Records from a data source:

=== Section Start ===

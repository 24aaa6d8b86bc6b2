//! Diesel row models for chat persistence.

use super::schema::{conversations, messages};
use chrono::{DateTime, Utc};
use diesel::prelude::*;
use uuid::Uuid;

/// Row shape of the `conversations` table.
#[derive(Debug, Clone, Queryable, Selectable, Insertable)]
#[diesel(table_name = conversations)]
#[diesel(check_for_backend(diesel::pg::Pg))]
pub struct ConversationRow {
    /// Conversation identifier.
    pub id: Uuid,
    /// Smaller participant identifier.
    pub participant_low: Uuid,
    /// Larger participant identifier.
    pub participant_high: Uuid,
    /// Most recent message, if any.
    pub last_message_id: Option<Uuid>,
    /// List ordering key.
    pub last_activity: DateTime<Utc>,
    /// Soft-delete flag.
    pub is_active: bool,
    /// Creation timestamp.
    pub created_at: DateTime<Utc>,
    /// Last mutation timestamp.
    pub updated_at: DateTime<Utc>,
}

/// Row shape of the `messages` table.
#[derive(Debug, Clone, Queryable, Selectable, Insertable)]
#[diesel(table_name = messages)]
#[diesel(check_for_backend(diesel::pg::Pg))]
pub struct MessageRow {
    /// Message identifier.
    pub id: Uuid,
    /// Owning conversation.
    pub conversation_id: Uuid,
    /// Author of the message.
    pub sender_id: Uuid,
    /// Message text.
    pub content: String,
    /// Stored `MessageKind` value.
    pub message_kind: String,
    /// Media reference for image and file messages.
    pub media_url: Option<String>,
    /// Read flag.
    pub is_read: bool,
    /// When the recipient read the message.
    pub read_at: Option<DateTime<Utc>>,
    /// Creation timestamp.
    pub created_at: DateTime<Utc>,
}
//! Diesel schema for chat persistence.

diesel::table! {
    /// Two-party conversation summaries.
    conversations (id) {
        /// Conversation identifier.
        id -> Uuid,
        /// Participant with the smaller identifier.
        participant_low -> Uuid,
        /// Participant with the larger identifier.
        participant_high -> Uuid,
        /// Most recent message, if any.
        last_message_id -> Nullable<Uuid>,
        /// Sort key for conversation lists.
        last_activity -> Timestamptz,
        /// Soft-delete flag.
        is_active -> Bool,
        /// Creation timestamp.
        created_at -> Timestamptz,
        /// Last mutation timestamp.
        updated_at -> Timestamptz,
    }
}

diesel::table! {
    /// Messages scoped to a conversation.
    messages (id) {
        /// Message identifier.
        id -> Uuid,
        /// Owning conversation.
        conversation_id -> Uuid,
        /// Author.
        sender_id -> Uuid,
        /// Message text.
        content -> Text,
        /// Payload kind (`text`, `image`, `file`).
        #[max_length = 16]
        message_kind -> Varchar,
        /// Media reference for image and file messages.
        media_url -> Nullable<Text>,
        /// Read flag.
        is_read -> Bool,
        /// Read timestamp.
        read_at -> Nullable<Timestamptz>,
        /// Creation timestamp.
        created_at -> Timestamptz,
    }
}

diesel::joinable!(messages -> conversations (conversation_id));
diesel::allow_tables_to_appear_in_same_query!(conversations, messages);
//! JSON seed file that populates the in-memory directory and verifier.
//!
//! The file holds an array of users, each with the bearer token it may
//! connect with:
//!
//! ```json
//! [
//!   {
//!     "id": "550e8400-e29b-41d4-a716-446655440000",
//!     "name": "Ada",
//!     "email": "ada@example.com",
//!     "token": "ada-secret"
//!   }
//! ]
//! ```

use super::{InMemoryIdentityVerifier, InMemoryUserDirectory};
use crate::chat::domain::{UserId, UserSummary};
use serde::Deserialize;
use std::path::Path;
use thiserror::Error;

/// One user entry in the seed file.
#[derive(Debug, Clone, Deserialize)]
pub struct SeedUser {
    /// Stable identity.
    pub id: UserId,
    /// Display name.
    pub name: String,
    /// Contact address.
    pub email: String,
    /// Optional avatar location.
    #[serde(default)]
    pub profile_image: Option<String>,
    /// Bearer token accepted for this user.
    pub token: String,
}

/// Errors raised while loading a seed file.
#[derive(Debug, Error)]
pub enum SeedError {
    /// The file could not be read.
    #[error("failed to read user seed: {0}")]
    Io(#[from] std::io::Error),

    /// The file is not a valid seed document.
    #[error("failed to parse user seed: {0}")]
    Parse(#[from] serde_json::Error),
}

/// Parses seed users from JSON text.
///
/// # Errors
///
/// Returns [`SeedError::Parse`] when the document is malformed.
pub fn parse_seed(json: &str) -> Result<Vec<SeedUser>, SeedError> {
    Ok(serde_json::from_str(json)?)
}

/// Reads the seed file at `path` into a fresh directory and verifier.
///
/// # Errors
///
/// Returns [`SeedError`] when the file cannot be read or parsed.
pub fn load_seed(
    path: &Path,
) -> Result<(InMemoryUserDirectory, InMemoryIdentityVerifier), SeedError> {
    let contents = std::fs::read_to_string(path)?;
    Ok(build_from_seed(parse_seed(&contents)?))
}

/// Populates a directory and verifier from already-parsed seed users.
#[must_use]
pub fn build_from_seed(
    users: impl IntoIterator<Item = SeedUser>,
) -> (InMemoryUserDirectory, InMemoryIdentityVerifier) {
    let directory = InMemoryUserDirectory::new();
    let verifier = InMemoryIdentityVerifier::new();
    for seed in users {
        let mut summary = UserSummary::new(seed.id, seed.name, seed.email);
        summary.profile_image = seed.profile_image;
        directory.insert(summary);
        verifier.register(seed.token, seed.id);
    }
    (directory, verifier)
}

=== Section End ===

THE PROBLEM: Restate the entries above. Match them exactly.

COMPLETED TASK:
repository 24aaa6d8b86bc6b2
//! Diesel row models for chat persistence.

use super::schema::{conversations, messages};
use chrono::{DateTime, Utc};
use diesel::prelude::*;
use uuid::Uuid;

/// Row shape of the `conversations` table.
#[derive(Debug, Clone, Queryable, Selectable, Insertable)]
#[diesel(table_name = conversations)]
#[diesel(check_for_backend(diesel::pg::Pg))]
pub struct ConversationRow {
    /// Conversation identifier.
    pub id: Uuid,
    /// Smaller participant identifier.
    pub participant_low: Uuid,
    /// Larger participant identifier.
    pub participant_high: Uuid,
    /// Most recent message, if any.
    pub last_message_id: Option<Uuid>,
    /// List ordering key.
    pub last_activity: DateTime<Utc>,
    /// Soft-delete flag.
    pub is_active: bool,
    /// Creation timestamp.
    pub created_at: DateTime<Utc>,
    /// Last mutation timestamp.
    pub updated_at: DateTime<Utc>,
}

/// Row shape of the `messages` table.
#[derive(Debug, Clone, Queryable, Selectable, Insertable)]
#[diesel(table_name = messages)]
#[diesel(check_for_backend(diesel::pg::Pg))]
pub struct MessageRow {
    /// Message identifier.
    pub id: Uuid,
    /// Owning conversation.
    pub conversation_id: Uuid,
    /// Author of the message.
    pub sender_id: Uuid,
    /// Message text.
    pub content: String,
    /// Stored `MessageKind` value.
    pub message_kind: String,
    /// Media reference for image and file messages.
    pub media_url: Option<String>,
    /// Read flag.
    pub is_read: bool,
    /// When the recipient read the message.
    pub read_at: Option<DateTime<Utc>>,
    /// Creation timestamp.
    pub created_at: DateTime<Utc>,
}
//! Diesel schema for chat persistence.

diesel::table! {
    /// Two-party conversation summaries.
    conversations (id) {
        /// Conversation identifier.
        id -> Uuid,
        /// Participant with the smaller identifier.
        participant_low -> Uuid,
        /// Participant with the larger identifier.
        participant_high -> Uuid,
        /// Most recent message, if any.
        last_message_id -> Nullable<Uuid>,
        /// Sort key for conversation lists.
        last_activity -> Timestamptz,
        /// Soft-delete flag.
        is_active -> Bool,
        /// Creation timestamp.
        created_at -> Timestamptz,
        /// Last mutation timestamp.
        updated_at -> Timestamptz,
    }
}

diesel::table! {
    /// Messages scoped to a conversation.
    messages (id) {
        /// Message identifier.
        id -> Uuid,
        /// Owning conversation.
        conversation_id -> Uuid,
        /// Author.
        sender_id -> Uuid,
        /// Message text.
        content -> Text,
        /// Payload kind (`text`, `image`, `file`).
        #[max_length = 16]
        message_kind -> Varchar,
        /// Media reference for image and file messages.
        media_url -> Nullable<Text>,
        /// Read flag.
        is_read -> Bool,
        /// Read timestamp.
        read_at -> Nullable<Timestamptz>,
        /// Creation timestamp.
        created_at -> Timestamptz,
    }
}

diesel::joinable!(messages -> conversations (conversation_id));
diesel::allow_tables_to_appear_in_same_query!(conversations, messages);
//! JSON seed file that populates the in-memory directory and verifier.
//!
//! The file holds an array of users, each with the bearer token it may
//! connect with:
//!
//! ```json
//! [
//!   {
//!     "id": "550e8400-e29b-41d4-a716-446655440000",
//!     "name": "Ada",
//!     "email": "ada@example.com",
//!     "token": "ada-secret"
//!   }
//! ]
//! ```

use super::{InMemoryIdentityVerifier, InMemoryUserDirectory};
use crate::chat::domain::{UserId, UserSummary};
use serde::Deserialize;
use std::path::Path;
use thiserror::Error;

/// One user entry in the seed file.
#[derive(Debug, Clone, Deserialize)]
pub struct SeedUser {
    /// Stable identity.
    pub id: UserId,
    /// Display name.
    pub name: String,
    /// Contact address.
    pub email: String,
    /// Optional avatar location.
    #[serde(default)]
    pub profile_image: Option<String>,
    /// Bearer token accepted for this user.
    pub token: String,
}

/// Errors raised while loading a seed file.
#[derive(Debug, Error)]
pub enum SeedError {
    /// The file could not be read.
    #[error("failed to read user seed: {0}")]
    Io(#[from] std::io::Error),

    /// The file is not a valid seed document.
    #[error("failed to parse user seed: {0}")]
    Parse(#[from] serde_json::Error),
}

/// Parses seed users from JSON text.
///
/// # Errors
///
/// Returns [`SeedError::Parse`] when the document is malformed.
pub fn parse_seed(json: &str) -> Result<Vec<SeedUser>, SeedError> {
    Ok(serde_json::from_str(json)?)
}

/// Reads the seed file at `path` into a fresh directory and verifier.
///
/// # Errors
///
/// Returns [`SeedError`] when the file cannot be read or parsed.
pub fn load_seed(
    path: &Path,
) -> Result<(InMemoryUserDirectory, InMemoryIdentityVerifier), SeedError> {
    let contents = std::fs::read_to_string(path)?;
    Ok(build_from_seed(parse_seed(&contents)?))
}

/// Populates a directory and verifier from already-parsed seed users.
#[must_use]
pub fn build_from_seed(
    users: impl IntoIterator<Item = SeedUser>,
) -> (InMemoryUserDirectory, InMemoryIdentityVerifier) {
    let directory = InMemoryUserDirectory::new();
    let verifier = InMemoryIdentityVerifier::new();
    for seed in users {
        let mut summary = UserSummary::new(seed.id, seed.name, seed.email);
        summary.profile_image = seed.profile_image;
        directory.insert(summary);
        verifier.register(seed.token, seed.id);
    }
    (directory, verifier)
}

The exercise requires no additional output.